Although it is too early to tell the result of this, there are a number of causes for concern. As Kelly Gates has argued in the American context, aggregating transaction data has been a core aspect of the “financialization” of the U.S. economy. There is reason to believe that SIM registration could come to be a key resource in the finance industry’s effort to define, measure and differentiate populations, with some people being seen as profitable, and others excluded. While there are benefits to improving access to financial services through better data analysis, there is also a more worrying side that requires transparency, consumer empowerment and effective regulation. Is the financial inclusion community ready to address these new issues?

Furthermore, early reports from Kenya suggest that SIM registration is having unintended consequences on mobile competition. Safaricom, which controls more than 60% of the market already, seems to have benefited due to both the existing registration data from M-Pesa customers and their enormous network of M-Pesa agents who are able to register subscribers where others cannot. For example, Martha Nambengele, a rural Kenyan, switched to Safaricom from a rival operator: “As an alternative, I moved to Safaricom which I found easy to register because the M-Pesa kiosk is just a stone-throw-away from my house” compared to the next closest registration location 7km away.


It may be the case that desirable outcomes emerge from SIM card registration - indeed, the exclusion from systems of formal identification often harms the poor who are unable to access important services - but the growing chorus of support for such positives must be complemented by steps to avoid the downsides; in the case of SIM card registration in Africa, this has rarely happened.

As the chaotic start to 2013 in Kenya shows, SIM card registration is not a straightforward process.
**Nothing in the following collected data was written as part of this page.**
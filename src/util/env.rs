//! Read-only environment access, swappable for a map in tests.

use std::collections::HashMap;
use std::env::{self, VarError};

pub trait ReadEnv {
    fn var(&self, key: &str) -> Result<String, VarError>;
}

/// Zero-sized type; delegates to `std::env`.
pub struct SystemEnv;

impl ReadEnv for SystemEnv {
    #[inline]
    fn var(&self, key: &str) -> Result<String, VarError> {
        env::var(key)
    }
}

impl ReadEnv for HashMap<String, String> {
    fn var(&self, key: &str) -> Result<String, VarError> {
        self.get(key).cloned().ok_or(VarError::NotPresent)
    }
}

/// Non-empty value of `key`, if set.
pub fn non_empty(env: &impl ReadEnv, key: &str) -> Option<String> {
    env.var(key).ok().filter(|v| !v.is_empty())
}
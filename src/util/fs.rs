use anyhow::{Context, Result};
use std::fs;
use std::io::{self, Write};
use std::path::Path;
use tempfile::NamedTempFile;

#[cfg(unix)]
use std::os::unix::fs::PermissionsExt;

pub fn ensure_dir(path: &Path, mode: u32) -> Result<()> {
    if path.exists() {
        return Ok(());
    }
    fs::create_dir_all(path).with_context(|| format!("create directory {}", path.display()))?;
    set_permissions(path, mode)
}

pub fn set_permissions(path: &Path, mode: u32) -> Result<()> {
    #[cfg(unix)]
    {
        let perm = fs::Permissions::from_mode(mode);
        fs::set_permissions(path, perm)
            .with_context(|| format!("set permissions {:o} on {}", mode, path.display()))?;
    }
    Ok(())
}

/// Write `data` to `path` through a temp file in the same directory.
///
/// The temp file gets `mode` before any byte is written, so a private key is
/// never readable by others, not even briefly.
pub fn write_atomic(path: &Path, data: &[u8], mode: u32) -> Result<()> {
    staged(path, data, mode)?
        .persist(path)
        .map_err(|err| anyhow::anyhow!("persist {}: {}", path.display(), err.error))?;
    Ok(())
}

/// Like [`write_atomic`], but never replaces an existing `path`.
///
/// Returns `false` when `path` already existed at the moment of the rename.
pub fn write_atomic_new(path: &Path, data: &[u8], mode: u32) -> Result<bool> {
    match staged(path, data, mode)?.persist_noclobber(path) {
        Ok(_) => Ok(true),
        Err(err) if err.error.kind() == io::ErrorKind::AlreadyExists => Ok(false),
        Err(err) => Err(anyhow::anyhow!("persist {}: {}", path.display(), err.error)),
    }
}

fn staged(path: &Path, data: &[u8], mode: u32) -> Result<NamedTempFile> {
    let dir = path.parent().unwrap_or_else(|| Path::new("."));
    let mut tmp = tempfile::Builder::new()
        .prefix(".opssh-")
        .tempfile_in(dir)
        .with_context(|| format!("create temp file in {}", dir.display()))?;

    #[cfg(unix)]
    {
        tmp.as_file()
            .set_permissions(fs::Permissions::from_mode(mode))
            .context("set permissions on temp file")?;
    }

    tmp.write_all(data)
        .with_context(|| format!("write {}", path.display()))?;
    tmp.as_file().sync_all().ok();
    Ok(tmp)
}

#[cfg(unix)]
pub fn mode_of(path: &Path) -> Option<u32> {
    fs::metadata(path)
        .ok()
        .map(|m| m.permissions().mode() & 0o777)
}

#[cfg(not(unix))]
pub fn mode_of(_path: &Path) -> Option<u32> {
    None
}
Nor should it be considered a straightforward policy: much more debate about the consequences (intended and otherwise), as well as new rules about the use of that data, is required, from both the financial inclusion community and elsewhere.
Kevin P. Donovan is a researcher at the University of Cape Town. His IMTFI-sponsored research focuses on biometric identification, mobile phones and privacy within financial inclusion efforts.


  1. Does the sim registration apply to all networks - 2g, 3g and 4g? And how does this apply to foreign sims eg. for travellers?

  2. How does this situation apply to overseas visitors or those who come in from other countries, like India, the UK, USA, and pass on sims registered from overseas on unlocked handsets?